New kid on the index
SpaceX (SPCX) officially slid into the Nasdaq-100 today, which is Wall Street’s version of getting invited to the cool table. And just in case the stock didn’t have enough momentum, multiple analysts are kicking off coverage with big, shiny expectations.
The math is doing backflips
Marley Kayden flagged that some analysts now think SpaceX could rack up more than $800 billion in revenue by 2031. That’s not a typo, and it’s the kind of number that makes even the most caffeinated growth investor sit up straighter.
For investors, the big deal isn’t just the headline fantasy-land forecast.
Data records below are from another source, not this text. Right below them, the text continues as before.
/*!
 * Platform attribute accessor
 *
 * Raw per-field reads and writes of filesystem metadata. Every operation is
 * independently fallible, and a platform that cannot express a field reports
 * [`FieldError::Unsupported`] instead of pretending with a default value.
 * Handles are opened immediately before a single read or write and released
 * before the next entry is touched.
 */

use std::io;
use std::path::Path;
use std::time::{SystemTime, UNIX_EPOCH};

use filetime::FileTime;
use thiserror::Error;

use crate::types::{EntryKind, Flags, Owner, Timestamps};

/// Why a single attribute read or write did not happen.
#[derive(Error, Debug)]
pub enum FieldError {
    /// The platform has no notion of this attribute (or cannot reach it on
    /// this kind of entry). Not a failure.
    #[error("unsupported on this platform")]
    Unsupported,
    /// A real I/O failure.
    #[error(transparent)]
    Io(#[from] io::Error),
}

/// Result of a single attribute operation.
pub type FieldResult<T> = std::result::Result<T, FieldError>;

/// Capability interface for raw attribute access.
///
/// The capture/apply engine only talks to the filesystem through this trait,
/// which keeps the symlink and platform special cases in one place.
pub trait AttributeAccessor {
    /// Permission bits of the entry, without following symlinks.
    fn permissions(&self, path: &Path) -> FieldResult<u32>;

    /// Writes permission bits. Symlink permissions are not portable and are
    /// reported as unsupported.
    fn set_permissions(&self, path: &Path, mode: u32, kind: EntryKind) -> FieldResult<()>;

    /// Owning user and group of the entry, without following symlinks.
    fn owner(&self, path: &Path) -> FieldResult<Owner>;

    /// Writes ownership, targeting the link itself for link entries.
    fn set_owner(&self, path: &Path, owner: Owner, kind: EntryKind) -> FieldResult<()>;

    /// The three timestamps of the entry, without following symlinks.
    fn timestamps(&self, path: &Path) -> FieldResult<Timestamps>;

    /// Writes access and modification times together, targeting the link
    /// itself for link entries.
    fn set_file_times(
        &self,
        path: &Path,
        accessed: i64,
        modified: i64,
        kind: EntryKind,
    ) -> FieldResult<()>;

    /// Writes the creation time. Only Windows can do this.
    fn set_created(&self, path: &Path, created: i64, kind: EntryKind) -> FieldResult<()>;

    /// The four attribute flags of the entry.
    fn flags(&self, path: &Path) -> FieldResult<Flags>;

    /// Forces the flags that are `Some` to the given values, leaving the
    /// others as they are.
    fn set_flags(&self, path: &Path, flags: Flags, kind: EntryKind) -> FieldResult<()>;
}

/// Converts nanoseconds since the Unix epoch into a [`FileTime`].
fn file_time(nanos: i64) -> FileTime {
    FileTime::from_unix_time(
        nanos.div_euclid(1_000_000_000),
        nanos.rem_euclid(1_000_000_000) as u32,
    )
}

/// Converts a [`SystemTime`] into nanoseconds since the Unix epoch.
fn system_time_nanos(time: SystemTime) -> i64 {
    match time.duration_since(UNIX_EPOCH) {
        Ok(after) => after.as_nanos() as i64,
        Err(before) => -(before.duration().as_nanos() as i64),
    }
}

/// The real filesystem-backed accessor.
#[derive(Debug, Clone, Copy, Default)]
pub struct FsAccessor;

impl FsAccessor {
    pub fn new() -> Self {
        Self
    }
}

#[cfg(unix)]
mod imp {
    use super::*;
    use std::os::unix::fs::{MetadataExt, PermissionsExt};

    use rustix::fs::{chownat, AtFlags, CWD};

    fn uid_from_raw(raw: rustix::process::RawUid) -> rustix::fs::Uid {
        unsafe { rustix::fs::Uid::from_raw(raw) }
    }

    fn gid_from_raw(raw: rustix::process::RawGid) -> rustix::fs::Gid {
        unsafe { rustix::fs::Gid::from_raw(raw) }
    }

    impl AttributeAccessor for FsAccessor {
        fn permissions(&self, path: &Path) -> FieldResult<u32> {
            let meta = std::fs::symlink_metadata(path)?;
            Ok(meta.mode() & 0o7777)
        }

        fn set_permissions(&self, path: &Path, mode: u32, kind: EntryKind) -> FieldResult<()> {
            if kind.is_link() {
                // chmod would follow the link; Linux has no lchmod.
                return Err(FieldError::Unsupported);
            }
            std::fs::set_permissions(path, std::fs::Permissions::from_mode(mode))?;
            Ok(())
        }

        fn owner(&self, path: &Path) -> FieldResult<Owner> {
            let meta = std::fs::symlink_metadata(path)?;
            Ok(Owner {
                uid: meta.uid(),
                gid: meta.gid(),
            })
        }

        fn set_owner(&self, path: &Path, owner: Owner, kind: EntryKind) -> FieldResult<()> {
            let flags = if kind.is_link() {
                AtFlags::SYMLINK_NOFOLLOW
            } else {
                AtFlags::empty()
            };
            chownat(
                CWD,
                path,
                Some(uid_from_raw(owner.uid)),
                Some(gid_from_raw(owner.gid)),
                flags,
            )
            .map_err(|errno| FieldError::Io(io::Error::from(errno)))
        }

        fn timestamps(&self, path: &Path) -> FieldResult<Timestamps> {
            let meta = std::fs::symlink_metadata(path)?;
            Ok(Timestamps {
                created: meta.created().ok().map(system_time_nanos),
                modified: Some(meta.mtime() * 1_000_000_000 + meta.mtime_nsec()),
                accessed: Some(meta.atime() * 1_000_000_000 + meta.atime_nsec()),
            })
        }

        fn set_file_times(
            &self,
            path: &Path,
            accessed: i64,
            modified: i64,
            kind: EntryKind,
        ) -> FieldResult<()> {
            let atime = file_time(accessed);
            let mtime = file_time(modified);
            if kind.is_link() {
                filetime::set_symlink_file_times(path, atime, mtime)?;
            } else {
                filetime::set_file_times(path, atime, mtime)?;
            }
            Ok(())
        }

        fn set_created(&self, _path: &Path, _created: i64, _kind: EntryKind) -> FieldResult<()> {
            Err(FieldError::Unsupported)
        }

        fn flags(&self, _path: &Path) -> FieldResult<Flags> {
            Err(FieldError::Unsupported)
        }

        fn set_flags(&self, _path: &Path, _flags: Flags, _kind: EntryKind) -> FieldResult<()> {
            Err(FieldError::Unsupported)
        }
    }
}

#[cfg(windows)]
mod imp {
    use super::*;
    use std::os::windows::ffi::OsStrExt;

    use windows::core::PCWSTR;
    use windows::Win32::Foundation::{CloseHandle, FILETIME, HANDLE};
    use windows::Win32::Storage::FileSystem::{
        CreateFileW, GetFileAttributesW, SetFileAttributesW, SetFileTime,
        FILE_ATTRIBUTE_ARCHIVE, FILE_ATTRIBUTE_HIDDEN, FILE_ATTRIBUTE_READONLY,
        FILE_ATTRIBUTE_SYSTEM, FILE_FLAGS_AND_ATTRIBUTES, FILE_FLAG_BACKUP_SEMANTICS,
        FILE_FLAG_OPEN_REPARSE_POINT, FILE_SHARE_DELETE, FILE_SHARE_READ, FILE_SHARE_WRITE,
        FILE_WRITE_ATTRIBUTES, INVALID_FILE_ATTRIBUTES, OPEN_EXISTING,
    };

    // Seconds between 1601-01-01 and 1970-01-01.
    const WINDOWS_EPOCH_OFFSET_SECS: i64 = 11_644_473_600;

    fn wide(path: &Path) -> Vec<u16> {
        path.as_os_str()
            .encode_wide()
            .chain(std::iter::once(0))
            .collect()
    }

    fn win_err(err: windows::core::Error) -> FieldError {
        FieldError::Io(io::Error::new(io::ErrorKind::Other, err))
    }

    fn filetime_from_nanos(nanos: i64) -> FILETIME {
        let intervals = nanos / 100 + WINDOWS_EPOCH_OFFSET_SECS * 10_000_000;
        FILETIME {
            dwLowDateTime: (intervals as u64 & 0xFFFF_FFFF) as u32,
            dwHighDateTime: (intervals as u64 >> 32) as u32,
        }
    }

    fn raw_attributes(path: &Path) -> FieldResult<u32> {
        let wide = wide(path);
        let attrs = unsafe { GetFileAttributesW(PCWSTR(wide.as_ptr())) };
        if attrs == INVALID_FILE_ATTRIBUTES {
            return Err(FieldError::Io(io::Error::last_os_error()));
        }
        Ok(attrs)
    }

    fn attribute_handle(path: &Path, kind: EntryKind) -> FieldResult<HANDLE> {
        let open_flags = if kind.is_link() {
            FILE_FLAG_BACKUP_SEMANTICS | FILE_FLAG_OPEN_REPARSE_POINT
        } else {
            FILE_FLAG_BACKUP_SEMANTICS
        };
        let wide = wide(path);
        unsafe {
            CreateFileW(
                PCWSTR(wide.as_ptr()),
                FILE_WRITE_ATTRIBUTES.0,
                FILE_SHARE_READ | FILE_SHARE_WRITE | FILE_SHARE_DELETE,
                None,
                OPEN_EXISTING,
                open_flags,
                HANDLE::default(),
            )
        }
        .map_err(win_err)
    }

    impl AttributeAccessor for FsAccessor {
        fn permissions(&self, _path: &Path) -> FieldResult<u32> {
            // The read-only bit is carried by the flags instead.
            Err(FieldError::Unsupported)
        }

        fn set_permissions(&self, _path: &Path, _mode: u32, _kind: EntryKind) -> FieldResult<()> {
            Err(FieldError::Unsupported)
        }

        fn owner(&self, _path: &Path) -> FieldResult<Owner> {
            Err(FieldError::Unsupported)
        }

        fn set_owner(&self, _path: &Path, _owner: Owner, _kind: EntryKind) -> FieldResult<()> {
            Err(FieldError::Unsupported)
        }

        fn timestamps(&self, path: &Path) -> FieldResult<Timestamps> {
            let meta = std::fs::symlink_metadata(path)?;
            Ok(Timestamps {
                created: meta.created().ok().map(system_time_nanos),
                modified: meta.modified().ok().map(system_time_nanos),
                accessed: meta.accessed().ok().map(system_time_nanos),
            })
        }

        fn set_file_times(
            &self,
            path: &Path,
            accessed: i64,
            modified: i64,
            kind: EntryKind,
        ) -> FieldResult<()> {
            let atime = file_time(accessed);
            let mtime = file_time(modified);
            if kind.is_link() {
                filetime::set_symlink_file_times(path, atime, mtime)?;
            } else {
                filetime::set_file_times(path, atime, mtime)?;
            }
            Ok(())
        }

        fn set_created(&self, path: &Path, created: i64, kind: EntryKind) -> FieldResult<()> {
            let handle = attribute_handle(path, kind)?;
            let creation = filetime_from_nanos(created);
            let result = unsafe { SetFileTime(handle, Some(&creation as *const _), None, None) }
                .map_err(win_err);
            unsafe {
                let _ = CloseHandle(handle);
            }
            result
        }

        fn flags(&self, path: &Path) -> FieldResult<Flags> {
            let attrs = raw_attributes(path)?;
            Ok(Flags {
                archive: Some(attrs & FILE_ATTRIBUTE_ARCHIVE.0 != 0),
                hidden: Some(attrs & FILE_ATTRIBUTE_HIDDEN.0 != 0),
                readonly: Some(attrs & FILE_ATTRIBUTE_READONLY.0 != 0),
                system: Some(attrs & FILE_ATTRIBUTE_SYSTEM.0 != 0),
            })
        }

        fn set_flags(&self, path: &Path, flags: Flags, kind: EntryKind) -> FieldResult<()> {
            if kind.is_link() {
                return Err(FieldError::Unsupported);
            }
            let mut attrs = raw_attributes(path)?;
            for (bit, value) in [
                (FILE_ATTRIBUTE_ARCHIVE.0, flags.archive),
                (FILE_ATTRIBUTE_HIDDEN.0, flags.hidden),
                (FILE_ATTRIBUTE_READONLY.0, flags.readonly),
                (FILE_ATTRIBUTE_SYSTEM.0, flags.system),
            ] {
                match value {
                    Some(true) => attrs |= bit,
                    Some(false) => attrs &= !bit,
                    None => {}
                }
            }
            let wide = wide(path);
            unsafe { SetFileAttributesW(PCWSTR(wide.as_ptr()), FILE_FLAGS_AND_ATTRIBUTES(attrs)) }
                .map_err(win_err)
        }
    }
}

#[cfg(not(any(unix, windows)))]
mod imp {
    use super::*;

    impl AttributeAccessor for FsAccessor {
        fn permissions(&self, _path: &Path) -> FieldResult<u32> {
            Err(FieldError::Unsupported)
        }

        fn set_permissions(&self, _path: &Path, _mode: u32, _kind: EntryKind) -> FieldResult<()> {
            Err(FieldError::Unsupported)
        }

        fn owner(&self, _path: &Path) -> FieldResult<Owner> {
            Err(FieldError::Unsupported)
        }

        fn set_owner(&self, _path: &Path, _owner: Owner, _kind: EntryKind) -> FieldResult<()> {
            Err(FieldError::Unsupported)
        }

        fn timestamps(&self, path: &Path) -> FieldResult<Timestamps> {
            let meta = std::fs::symlink_metadata(path)?;
            Ok(Timestamps {
                created: meta.created().ok().map(system_time_nanos),
                modified: meta.modified().ok().map(system_time_nanos),
                accessed: meta.accessed().ok().map(system_time_nanos),
            })
        }

        fn set_file_times(
            &self,
            path: &Path,
            accessed: i64,
            modified: i64,
            kind: EntryKind,
        ) -> FieldResult<()> {
            let atime = file_time(accessed);
            let mtime = file_time(modified);
            if kind.is_link() {
                filetime::set_symlink_file_times(path, atime, mtime)?;
            } else {
                filetime::set_file_times(path, atime, mtime)?;
            }
            Ok(())
        }

        fn set_created(&self, _path: &Path, _created: i64, _kind: EntryKind) -> FieldResult<()> {
            Err(FieldError::Unsupported)
        }

        fn flags(&self, _path: &Path) -> FieldResult<Flags> {
            Err(FieldError::Unsupported)
        }

        fn set_flags(&self, _path: &Path, _flags: Flags, _kind: EntryKind) -> FieldResult<()> {
            Err(FieldError::Unsupported)
        }
    }
}
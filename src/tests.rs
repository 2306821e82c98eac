/*!
 * Tests for attrsnap functionality
 */

use std::fs::{self, File};
use std::io::{self, Write};
use std::path::{Path, PathBuf};

use filetime::FileTime;
use tempfile::tempdir;

use crate::attrs::{apply, capture, ApplyOutcome, Field, RestoreOptions, SkipReason};
use crate::pattern::RuleSet;
use crate::platform::{AttributeAccessor, FsAccessor};
use crate::snapshot::{Snapshot, SnapshotError};
use crate::types::{AttrRecord, EntryKind, WalkEntry};
use crate::walker::{WalkOptions, Walker};

fn rules(lines: &[&str]) -> RuleSet {
    RuleSet::compile(lines.iter().copied(), false).unwrap()
}

fn excluded(set: &RuleSet, path: &str, is_dir: bool) -> bool {
    set.is_excluded(Path::new(path), is_dir)
}

// Helper function to create a test directory structure
fn setup_test_directory() -> io::Result<tempfile::TempDir> {
    let temp_dir = tempdir()?;

    fs::create_dir(temp_dir.path().join("src"))?;
    fs::create_dir(temp_dir.path().join("build"))?;

    let mut main_file = File::create(temp_dir.path().join("src").join("main.txt"))?;
    writeln!(main_file, "main content")?;

    let mut out_file = File::create(temp_dir.path().join("build").join("out.txt"))?;
    writeln!(out_file, "build output")?;

    let mut log_a = File::create(temp_dir.path().join("a.log"))?;
    writeln!(log_a, "log a")?;

    let mut log_keep = File::create(temp_dir.path().join("keep.log"))?;
    writeln!(log_keep, "log keep")?;

    File::create(temp_dir.path().join("b.txt"))?;

    Ok(temp_dir)
}

fn walk_rel_paths(root: &Path, set: RuleSet, options: WalkOptions) -> Vec<PathBuf> {
    let walker = Walker::new(root, set, options);
    walker
        .walk(|_, _| {})
        .map(|entry| entry.unwrap().rel_path)
        .collect()
}

fn file_entry(path: PathBuf, rel: &str) -> WalkEntry {
    WalkEntry {
        path,
        rel_path: PathBuf::from(rel),
        kind: EntryKind::File,
    }
}

// Pattern matcher

#[test]
fn test_negation_precedence() {
    let set = rules(&["*.log", "!keep.log"]);
    assert!(excluded(&set, "a.log", false));
    assert!(!excluded(&set, "keep.log", false));
    assert!(excluded(&set, "sub/dir/a.log", false));
    assert!(!excluded(&set, "sub/dir/keep.log", false));
}

#[test]
fn test_last_match_wins() {
    let set = rules(&["!keep.log", "*.log"]);
    // The later exclusion overrides the earlier negation.
    assert!(excluded(&set, "keep.log", false));
}

#[test]
fn test_matching_is_deterministic() {
    let set = rules(&["*.tmp", "build/", "!important.tmp"]);
    for path in ["x.tmp", "important.tmp", "build", "src/x.tmp"] {
        let first = excluded(&set, path, false);
        for _ in 0..10 {
            assert_eq!(excluded(&set, path, false), first);
        }
    }
}

#[test]
fn test_basename_match_at_any_depth() {
    let set = rules(&["target"]);
    assert!(excluded(&set, "target", true));
    assert!(excluded(&set, "a/b/target", true));
    assert!(excluded(&set, "a/target", false));
    // Whole segment match, not substring containment.
    assert!(!excluded(&set, "retargeted", false));
    assert!(!excluded(&set, "a/targets", false));
}

#[test]
fn test_anchored_patterns() {
    let set = rules(&["/build"]);
    assert!(excluded(&set, "build", true));
    assert!(!excluded(&set, "sub/build", true));

    // An interior slash anchors too.
    let set = rules(&["doc/frotz"]);
    assert!(excluded(&set, "doc/frotz", true));
    assert!(!excluded(&set, "a/doc/frotz", true));
}

#[test]
fn test_directory_only_patterns() {
    let set = rules(&["build/"]);
    assert!(excluded(&set, "build", true));
    // A file with the same name is not matched.
    assert!(!excluded(&set, "build", false));
    // Everything under the excluded directory is excluded.
    assert!(excluded(&set, "build/out.txt", false));
    assert!(excluded(&set, "build/deep/nested.txt", false));
}
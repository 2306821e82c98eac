/*!
 * Configuration handling for attrsnap
 */

use std::path::PathBuf;

use clap::{Parser, Subcommand};
use clap_complete::Shell;

use crate::attrs::RestoreOptions;
use crate::error::{AttrSnapError, Result};
use crate::snapshot::DEFAULT_SNAPSHOT_NAME;

/// Command-line arguments for attrsnap
#[derive(Parser, Debug, Clone)]
#[clap(
    name = "attrsnap",
    version = env!("CARGO_PKG_VERSION"),
    about = "Save and restore file attributes in a directory tree",
    long_about = "Captures permissions, ownership, timestamps and platform attribute flags \
                  for every entry under a directory into a snapshot file, and applies a \
                  previously captured snapshot back onto a tree.\n\n\
                  Exit codes:\n  \
                  0: success\n  \
                  1: user interrupted\n  \
                  2: generic error\n  \
                  3: file related error\n  \
                  10: snapshot file related error"
)]
pub struct Args {
    /// Generate shell completions
    #[clap(long = "generate", value_enum)]
    pub generate: Option<Shell>,

    #[clap(subcommand)]
    pub command: Option<Command>,
}

/// Mode of operation
#[derive(Subcommand, Debug, Clone)]
pub enum Command {
    /// Save file and directory attributes in a directory tree
    Save(SaveArgs),
    /// Restore file and directory attributes in a directory tree
    Restore(RestoreArgs),
}

#[derive(clap::Args, Debug, Clone)]
pub struct SaveArgs {
    /// Snapshot file to write
    #[clap(short = 'o', long, default_value = DEFAULT_SNAPSHOT_NAME)]
    pub output: PathBuf,

    /// Path to capture attributes from
    #[clap(short = 'w', long, default_value = ".")]
    pub working_path: PathBuf,

    /// Pattern rules to exclude, same format as git ignore rules
    #[clap(short = 'e', long = "exclude")]
    pub exclude: Vec<String>,

    /// File containing pattern rules, same format as git ignore rules
    #[clap(long = "ignore-file")]
    pub ignore_file: Vec<PathBuf>,

    /// Ignore casing in exclusion rules
    #[clap(long)]
    pub ignore_case: bool,

    /// Store the paths relative to the working path instead of absolute
    #[clap(short = 'r', long)]
    pub relative: bool,

    /// Leave symlinks and junctions out of the snapshot
    #[clap(long)]
    pub skip_links: bool,

    /// Don't print excluded files and folders
    #[clap(long)]
    pub no_print_excluded: bool,
}

#[derive(clap::Args, Debug, Clone)]
pub struct RestoreArgs {
    /// Snapshot file to read
    #[clap(short = 'i', long, default_value = DEFAULT_SNAPSHOT_NAME)]
    pub input: PathBuf,

    /// Path the attributes will be applied under
    #[clap(short = 'w', long, default_value = ".")]
    pub working_path: PathBuf,

    /// Pattern rules to exclude, same format as git ignore rules
    #[clap(short = 'e', long = "exclude")]
    pub exclude: Vec<String>,

    /// File containing pattern rules, same format as git ignore rules
    #[clap(long = "ignore-file")]
    pub ignore_file: Vec<PathBuf>,

    /// Ignore casing in exclusion rules
    #[clap(long)]
    pub ignore_case: bool,

    /// Don't print modified files and folders
    #[clap(long)]
    pub no_print_modified: bool,

    /// Don't print skipped files and folders
    #[clap(long)]
    pub no_print_skipped: bool,

    /// Don't print excluded files and folders
    #[clap(long)]
    pub no_print_excluded: bool,

    /// Restore the creation dates into the accessed dates
    #[clap(long)]
    pub copy_to_access: bool,

    /// Skip restoring permissions
    #[clap(long)]
    pub skip_permissions: bool,

    /// Skip restoring ownership
    #[clap(long)]
    pub skip_owner: bool,

    /// Skip restoring creation times
    #[clap(long)]
    pub skip_created: bool,

    /// Skip restoring modification times
    #[clap(long)]
    pub skip_modified: bool,

    /// Skip restoring access times
    #[clap(long)]
    pub skip_accessed: bool,

    /// Skip setting the "archive" attribute
    #[clap(long)]
    pub skip_archive: bool,

    /// Skip setting the "hidden" attribute
    #[clap(long)]
    pub skip_hidden: bool,

    /// Skip setting the "read-only" attribute
    #[clap(long)]
    pub skip_readonly: bool,

    /// Skip setting the "system" attribute
    #[clap(long)]
    pub skip_system: bool,
}

/// Validated configuration for a save run
#[derive(Debug, Clone)]
pub struct SaveConfig {
    pub output: PathBuf,
    pub working_path: PathBuf,
    pub exclude: Vec<String>,
    pub ignore_files: Vec<PathBuf>,
    pub ignore_case: bool,
    pub relative: bool,
    pub skip_links: bool,
    pub print_excluded: bool,
}

impl SaveConfig {
    /// Create configuration from command-line arguments
    pub fn from_args(args: SaveArgs) -> Self {
        Self {
            output: args.output,
            working_path: args.working_path,
            exclude: args.exclude,
            ignore_files: args.ignore_file,
            ignore_case: args.ignore_case,
            relative: args.relative,
            skip_links: args.skip_links,
            print_excluded: !args.no_print_excluded,
        }
    }

    /// Validate the configuration
    pub fn validate(&self) -> Result<()> {
        if !self.working_path.is_dir() {
            return Err(AttrSnapError::Root(self.working_path.clone()));
        }

        validate_ignore_files(&self.ignore_files)?;

        if self.output.is_dir() {
            return Err(AttrSnapError::File(format!(
                "the output path \"{}\" is a directory",
                self.output.display()
            )));
        }
        if let Some(parent) = self.output.parent() {
            if !parent.as_os_str().is_empty() && parent.is_file() {
                return Err(AttrSnapError::File(format!(
                    "the output directory \"{}\" is an existing file",
                    parent.display()
                )));
            }
        }

        Ok(())
    }
}

/// Validated configuration for a restore run
#[derive(Debug, Clone)]
pub struct RestoreConfig {
    pub input: PathBuf,
    pub working_path: PathBuf,
    pub exclude: Vec<String>,
    pub ignore_files: Vec<PathBuf>,
    pub ignore_case: bool,
    pub print_modified: bool,
    pub print_skipped: bool,
    pub print_excluded: bool,
    pub options: RestoreOptions,
}

impl RestoreConfig {
    /// Create configuration from command-line arguments
    pub fn from_args(args: RestoreArgs) -> Self {
        let options = RestoreOptions::new()
            .skip_permissions(args.skip_permissions)
            .skip_owner(args.skip_owner)
            .skip_created(args.skip_created)
            .skip_modified(args.skip_modified)
            .skip_accessed(args.skip_accessed)
            .skip_archive(args.skip_archive)
            .skip_hidden(args.skip_hidden)
            .skip_readonly(args.skip_readonly)
            .skip_system(args.skip_system)
            .copy_to_access(args.copy_to_access);

        Self {
            input: args.input,
            working_path: args.working_path,
            exclude: args.exclude,
            ignore_files: args.ignore_file,
            ignore_case: args.ignore_case,
            print_modified: !args.no_print_modified,
            print_skipped: !args.no_print_skipped,
            print_excluded: !args.no_print_excluded,
            options,
        }
    }

    /// Validate the configuration
    pub fn validate(&self) -> Result<()> {
        if !self.working_path.is_dir() {
            return Err(AttrSnapError::Root(self.working_path.clone()));
        }
        validate_ignore_files(&self.ignore_files)
    }
}

fn validate_ignore_files(paths: &[PathBuf]) -> Result<()> {
    for path in paths {
        if !path.is_file() {
            return Err(AttrSnapError::File(format!(
                "ignore file \"{}\" is not a file or doesn't exist",
                path.display()
            )));
        }
    }
    Ok(())
}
Index additions can trigger buying from funds that track the Nasdaq-100, which means the stock can get a mechanical tailwind even before any long-term business thesis proves out.
Hype, meet reality
Of course, being the shiny new thing and being a great investment are two very different sports. The Nasdaq-100 bump can help with demand for the shares, but eventually SpaceX still has to do the unglamorous stuff: execute, grow, and keep those lofty predictions from turning into just another cocktail-party chart.
Big picture: today’s debut puts SpaceX in front of a much bigger pool of buyers, and the analyst glow is turning the spotlight up another notch. Now the market gets to decide whether this is a legit rocket ship — or just rocket fuel talk.